Rabies is a deadly disease spread widely all over the world. Every year over 55,000 people die, with over 95% of the deaths occurring in Asia and Africa.

Rabies is caused by a virus that attacks the nervous system. The virus is secreted in saliva and is commonly transmitted to humans through a bite from an infected animal. Less commonly, rabies can be transmitted when saliva from an infected animal comes into contact with an open cut or wound.

You should seek medical attention for any animal bite and wash the wound vigorously with soap and lots of water. Prompt and appropriate treatment after being bitten and before the disease develops can stop infection and prevent the disease from developing.

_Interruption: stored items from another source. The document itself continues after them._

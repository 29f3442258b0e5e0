//! Canonical CBOR encoder.

use crate::error::{CodecError, CodecResult};
use crate::value::Value;

/// Encode a value to canonical CBOR bytes.
///
/// The output is deterministic:
/// - Map keys are sorted by their encoded form (length-first, then bytewise)
/// - Integers use the shortest possible encoding
/// - Floats are always written as 64-bit doubles
/// - No indefinite-length encoding
///
/// # Errors
///
/// Returns [`CodecError::NaNForbidden`] if the value contains a NaN float.
pub fn to_canonical_cbor(value: &Value) -> CodecResult<Vec<u8>> {
    let mut encoder = CanonicalEncoder::new();
    encoder.encode(value)?;
    Ok(encoder.into_bytes())
}

/// A canonical CBOR encoder.
pub struct CanonicalEncoder {
    buffer: Vec<u8>,
}

impl CanonicalEncoder {
    /// Create a new encoder.
    pub fn new() -> Self {
        Self { buffer: Vec::new() }
    }

    /// Create a new encoder with the specified capacity.
    pub fn with_capacity(capacity: usize) -> Self {
        Self {
            buffer: Vec::with_capacity(capacity),
        }
    }

    /// Encode a value.
    pub fn encode(&mut self, value: &Value) -> CodecResult<()> {
        match value {
            Value::Null => self.buffer.push(0xf6),
            Value::Bool(b) => self.buffer.push(if *b { 0xf5 } else { 0xf4 }),
            Value::Integer(n) => self.encode_integer(*n),
            Value::Float(f) => self.encode_float(*f)?,
            Value::Bytes(b) => {
                self.encode_unsigned(2, b.len() as u64);
                self.buffer.extend_from_slice(b);
            }
            Value::Text(s) => {
                self.encode_unsigned(3, s.len() as u64);
                self.buffer.extend_from_slice(s.as_bytes());
            }
            Value::Array(arr) => self.encode_array(arr)?,
            Value::Map(pairs) => self.encode_map(pairs)?,
        }
        Ok(())
    }

    /// Consume this encoder and return the encoded bytes.
    pub fn into_bytes(self) -> Vec<u8> {
        self.buffer
    }

    /// Get a reference to the encoded bytes.
    pub fn as_bytes(&self) -> &[u8] {
        &self.buffer
    }

    #[allow(clippy::cast_sign_loss)]
    fn encode_integer(&mut self, n: i64) {
        if n >= 0 {
            self.encode_unsigned(0, n as u64);
        } else {
            // -1 - n is in [0, 2^63 - 1] for every negative i64
            self.encode_unsigned(1, (-(n + 1)) as u64);
        }
    }

    fn encode_float(&mut self, f: f64) -> CodecResult<()> {
        if f.is_nan() {
            return Err(CodecError::NaNForbidden);
        }
        self.buffer.push(0xfb);
        self.buffer.extend_from_slice(&f.to_bits().to_be_bytes());
        Ok(())
    }

    #[allow(clippy::cast_possible_truncation)]
    fn encode_unsigned(&mut self, major_type: u8, value: u64) {
        let mt = major_type << 5;

        if value < 24 {
            self.buffer.push(mt | (value as u8));
        } else if u8::try_from(value).is_ok() {
            self.buffer.push(mt | 24);
            self.buffer.push(value as u8);
        } else if u16::try_from(value).is_ok() {
            self.buffer.push(mt | 25);
            self.buffer.extend_from_slice(&(value as u16).to_be_bytes());
        } else if u32::try_from(value).is_ok() {
            self.buffer.push(mt | 26);
            self.buffer.extend_from_slice(&(value as u32).to_be_bytes());
        } else {
            self.buffer.push(mt | 27);
            self.buffer.extend_from_slice(&value.to_be_bytes());
        }
    }

    fn encode_array(&mut self, arr: &[Value]) -> CodecResult<()> {
        self.encode_unsigned(4, arr.len() as u64);
        for item in arr {
            self.encode(item)?;
        }
        Ok(())
    }

    fn encode_map(&mut self, pairs: &[(Value, Value)]) -> CodecResult<()> {
        let mut encoded_pairs: Vec<(Vec<u8>, &Value)> = Vec::with_capacity(pairs.len());
        for (key, value) in pairs {
            encoded_pairs.push((to_canonical_cbor(key)?, value));
        }

        encoded_pairs.sort_by(|a, b| a.0.len().cmp(&b.0.len()).then_with(|| a.0.cmp(&b.0)));

        self.encode_unsigned(5, pairs.len() as u64);
        for (encoded_key, value) in encoded_pairs {
            self.buffer.extend_from_slice(&encoded_key);
            self.encode(value)?;
        }

        Ok(())
    }
}

impl Default for CanonicalEncoder {
    fn default() -> Self {
        Self::new()
    }
}
//! # humandb protocol
//!
//! Everything the client and the server must agree on:
//!
//! - [`Request`] and [`Response`], the two envelope kinds, encoded as
//!   canonical CBOR maps
//! - [`CommandRegistry`], the table of command names, descriptions and
//!   argument shapes
//! - [`Channel`], which moves envelopes over any async byte stream
//!
//! ```
//! use humandb_protocol::{Envelope, Request};
//!
//! let request = Request::new("remove_key").with_argument(3);
//! let bytes = request.encode().unwrap();
//! assert_eq!(Request::decode(&bytes).unwrap(), request);
//! ```

#![deny(unsafe_code)]
#![warn(missing_docs)]

mod channel;
mod envelope;
mod error;
mod record;
mod registry;

pub use channel::{Channel, DEFAULT_READ_CHUNK, MAX_ENVELOPE_SIZE};
pub use envelope::{Envelope, Request, Response};
pub use error::{ProtocolError, ProtocolResult};
pub use record::{record_from_value, record_to_value, Fields};
pub use registry::{ArgShape, CommandDescriptor, CommandKind, CommandRegistry};

/// Port the server listens on when none is configured.
pub const DEFAULT_PORT: u16 = 52052;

The period between infection and the first symptoms (known as the incubation period) can be anywhere from one week to more than a year. The closer the bite is to the head, generally, the shorter the incubation period. Most people first develop symptoms of pain, tingling, itching or shooting from the bite or virus entry site. If the bite is not treated in time, they may experience flu-like symptoms including fevers, chills, fatigue, muscle aches and headaches; and then progress to involve the respiratory, gastrointestinal and/or central nervous system. Gradually, if left untreated, people with rabies will be come extremely ill, developing a variety of symptoms including high fever, confusion, agitation and eventually seizures and coma. The primary cause of death is usually respiratory insufficiency.

Wound cleansing and immunizations, done correctly and as soon as possible, can prevent the onset of rabies in virtually 100% of exposures. Once the signs and symptoms of rabies begin to appear, there is no treatment and the disease is almost always fatal.